__Work instruction__:
Please work out how many lines in the entries contain "InvalidParameters", then give that number with nothing added.

[Dataset items]
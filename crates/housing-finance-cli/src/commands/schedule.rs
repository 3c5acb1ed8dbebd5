use clap::Args;
use rust_decimal::Decimal;
use serde_json::Value;

use housing_finance_core::schedule::{self, ScheduleInput};

use crate::input;

use super::parse_grace;

/// Arguments for schedule generation
#[derive(Args)]
pub struct ScheduleArgs {
    /// Path to JSON/YAML input file (overrides individual flags)
    #[arg(long)]
    pub input: Option<String>,

    /// Amount to amortize
    #[arg(long)]
    pub principal: Option<Decimal>,

    /// Number of repayment periods
    #[arg(long)]
    pub installments: Option<u32>,

    /// Effective annual rate (0.12 = 12%)
    #[arg(long)]
    pub annual_rate: Option<Decimal>,

    /// Days per period (30 = monthly)
    #[arg(long, default_value = "30")]
    pub period_days: u32,

    /// Grace kind: none, partial, or total
    #[arg(long, default_value = "none")]
    pub grace: String,

    /// Number of grace periods at the start of the term
    #[arg(long, default_value = "0")]
    pub grace_periods: u32,

    /// Property price backing the risk insurance charge
    #[arg(long)]
    pub property_price: Option<Decimal>,

    /// Per-period life insurance rate on the outstanding balance
    #[arg(long)]
    pub life_insurance_rate: Option<Decimal>,

    /// Annual risk insurance rate on the property price
    #[arg(long)]
    pub risk_insurance_rate: Option<Decimal>,

    /// Flat commission billed each period
    #[arg(long)]
    pub commission: Option<Decimal>,

    /// Flat postage fee billed each period
    #[arg(long)]
    pub postage: Option<Decimal>,
}

pub fn run_schedule(args: ScheduleArgs) -> Result<Value, Box<dyn std::error::Error>> {
    let schedule_input: ScheduleInput = if let Some(ref path) = args.input {
        input::file::read_input(path)?
    } else if let Some(data) = input::stdin::read_stdin()? {
        serde_json::from_value(data)?
    } else {
        ScheduleInput {
            principal: args
                .principal
                .ok_or("--principal is required (or provide --input)")?,
            installments: args
                .installments
                .ok_or("--installments is required (or provide --input)")?,
            annual_rate: args
                .annual_rate
                .ok_or("--annual-rate is required (or provide --input)")?,
            period_days: args.period_days,
            grace: parse_grace(&args.grace)?,
            grace_periods: args.grace_periods,
            property_price: args.property_price.unwrap_or(Decimal::ZERO),
            life_insurance_rate: args.life_insurance_rate.unwrap_or(Decimal::ZERO),
            risk_insurance_annual_rate: args.risk_insurance_rate.unwrap_or(Decimal::ZERO),
            periodic_commission: args.commission.unwrap_or(Decimal::ZERO),
            postage_fee: args.postage.unwrap_or(Decimal::ZERO),
        }
    };

    let result = schedule::generate(&schedule_input)?;
    Ok(serde_json::to_value(result)?)
}
use rust_decimal::Decimal;
use rust_decimal_macros::dec;
use serde::{Deserialize, Serialize};

use crate::cashflow;
use crate::error::HousingFinanceError;
use crate::rates;
use crate::types::{Money, Rate};
use crate::HousingFinanceResult;

/// Input for indicator aggregation over a schedule's cash flows.
#[derive(Debug, Clone, Serialize, Deserialize)]
pub struct IndicatorInput {
    /// Amount the borrower actually receives, net of upfront costs.
    pub received_principal: Money,
    /// Amount the schedule amortizes (net amount plus financed costs).
    pub financed_principal: Money,
    /// Total installment of every period, in order.
    pub cash_flows: Vec<Money>,
    /// Annual discount rate for the NPV.
    #[serde(default = "default_discount_rate")]
    pub annual_discount_rate: Rate,
    /// Period length in days on the 360-day year.
    #[serde(default = "default_period_days")]
    pub period_days: u32,
}

fn default_discount_rate() -> Rate {
    dec!(0.20)
}

fn default_period_days() -> u32 {
    rates::DEFAULT_PERIOD_DAYS
}

/// Return and cost indicators derived from one cash-flow series.
#[derive(Debug, Clone, Serialize, Deserialize)]
pub struct IndicatorSet {
    /// NPV of the flows against the financed principal at the discount rate.
    pub npv: Money,
    /// Per-period IRR against the financed principal.
    pub period_irr: Rate,
    pub annual_irr: Rate,
    /// Annualized IRR against the received amount (TCEA equivalent).
    pub annual_cost_rate: Rate,
    pub period_discount_rate: Rate,
}

/// Derive the full indicator set for a schedule's cash flows.
pub fn compute(input: &IndicatorInput) -> HousingFinanceResult<IndicatorSet> {
    if input.period_days == 0 {
        return Err(HousingFinanceError::InvalidParameters {
            field: "period_days".into(),
            reason: "Period length must be at least 1 day".into(),
        });
    }

    let period_discount_rate =
        rates::period_rate_from_annual(input.annual_discount_rate, input.period_days);

    let period_irr =
        cashflow::internal_rate_of_return(input.financed_principal, &input.cash_flows);
    let annual_irr = rates::annual_rate_from_period(period_irr, input.period_days);

    let npv = cashflow::net_present_value(
        input.financed_principal,
        &input.cash_flows,
        period_discount_rate,
    )
    .round_dp(2);

    Ok(IndicatorSet {
        npv,
        period_irr,
        annual_irr,
        annual_cost_rate: annual_cost_rate(
            input.received_principal,
            &input.cash_flows,
            input.period_days,
        ),
        period_discount_rate,
    })
}

/// Annualized total cost of borrowing: the IRR of the flows against the
/// amount actually received, annualized over `period_days` periods. Exceeds
/// the plain annual IRR whenever upfront costs shrink the received amount.
pub fn annual_cost_rate(received_principal: Money, cash_flows: &[Money], period_days: u32) -> Rate {
    let period_rate = cashflow::internal_rate_of_return(received_principal, cash_flows);
    rates::annual_rate_from_period(period_rate, period_days)
}

#[cfg(test)]
mod tests {
    use super::*;

    const RATE_TOL: Decimal = dec!(0.0001);

    fn assert_close(actual: Decimal, expected: Decimal, tol: Decimal, msg: &str) {
        let diff = (actual - expected).abs();
        assert!(
            diff <= tol,
            "{}: expected ~{}, got {} (diff = {})",
            msg,
            expected,
            actual,
            diff
        );
    }

    /// Helper: two annual flows with a 5% upfront haircut on the received side.
    fn annual_flows_input() -> IndicatorInput {
        IndicatorInput {
            received_principal: dec!(950),
            financed_principal: dec!(1000),
            cash_flows: vec![dec!(600), dec!(600)],
            annual_discount_rate: dec!(0.20),
            period_days: 360,
        }
    }

    #[test]
    fn test_indicator_set_on_annual_periods() {
        let set = compute(&annual_flows_input()).unwrap();

        // 360-day periods make the period discount rate the annual rate.
        assert_close(set.period_discount_rate, dec!(0.20), RATE_TOL, "period discount");
        // 1000 - 600/1.2 - 600/1.44
        assert_eq!(set.npv, dec!(83.33));
        // Root of 5y^2 - 3y - 3 = 0, y = 1 + r.
        assert_close(set.period_irr, dec!(0.13066239), RATE_TOL, "period irr");
        assert_close(set.annual_irr, set.period_irr, dec!(0.000000001), "annualized irr");
    }

    #[test]
    fn test_cost_rate_exceeds_irr_when_upfront_costs_bite() {
        let set = compute(&annual_flows_input()).unwrap();
        // Root of 19y^2 - 12y - 12 = 0 against the received 950.
        assert_close(set.annual_cost_rate, dec!(0.17095142), RATE_TOL, "cost rate");
        assert!(set.annual_cost_rate > set.annual_irr);
    }

    #[test]
    fn test_standalone_cost_rate_matches_the_set() {
        let input = annual_flows_input();
        let set = compute(&input).unwrap();
        assert_eq!(
            annual_cost_rate(input.received_principal, &input.cash_flows, input.period_days),
            set.annual_cost_rate
        );
    }

    #[test]
    fn test_degenerate_principals_yield_zero_rates() {
        let mut input = annual_flows_input();
        input.received_principal = Decimal::ZERO;
        input.financed_principal = Decimal::ZERO;
        let set = compute(&input).unwrap();
        assert_eq!(set.period_irr, Decimal::ZERO);
        assert_eq!(set.annual_irr, Decimal::ZERO);
        assert_eq!(set.annual_cost_rate, Decimal::ZERO);
    }

    #[test]
    fn test_rejects_zero_period_days() {
        let mut input = annual_flows_input();
        input.period_days = 0;
        let HousingFinanceError::InvalidParameters { field, .. } =
            compute(&input).unwrap_err();
        assert_eq!(field, "period_days");
    }

    #[test]
    fn test_monthly_mortgage_indicators_are_consistent() {
        let flows = vec![dec!(8856.21); 12];
        let input = IndicatorInput {
            received_principal: dec!(96000),
            financed_principal: dec!(100000),
            cash_flows: flows.clone(),
            annual_discount_rate: dec!(0.20),
            period_days: 30,
        };
        let set = compute(&input).unwrap();

        // Flows are the exact annuity of a TEA 12% loan.
        assert_close(set.annual_irr, dec!(0.12), RATE_TOL, "annual irr");
        assert!(set.npv > Decimal::ZERO);
        assert_eq!(
            set.npv,
            cashflow::net_present_value(dec!(100000), &flows, set.period_discount_rate)
                .round_dp(2)
        );
        assert!(set.annual_cost_rate > set.annual_irr);
    }
}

__Solution for this task__:
2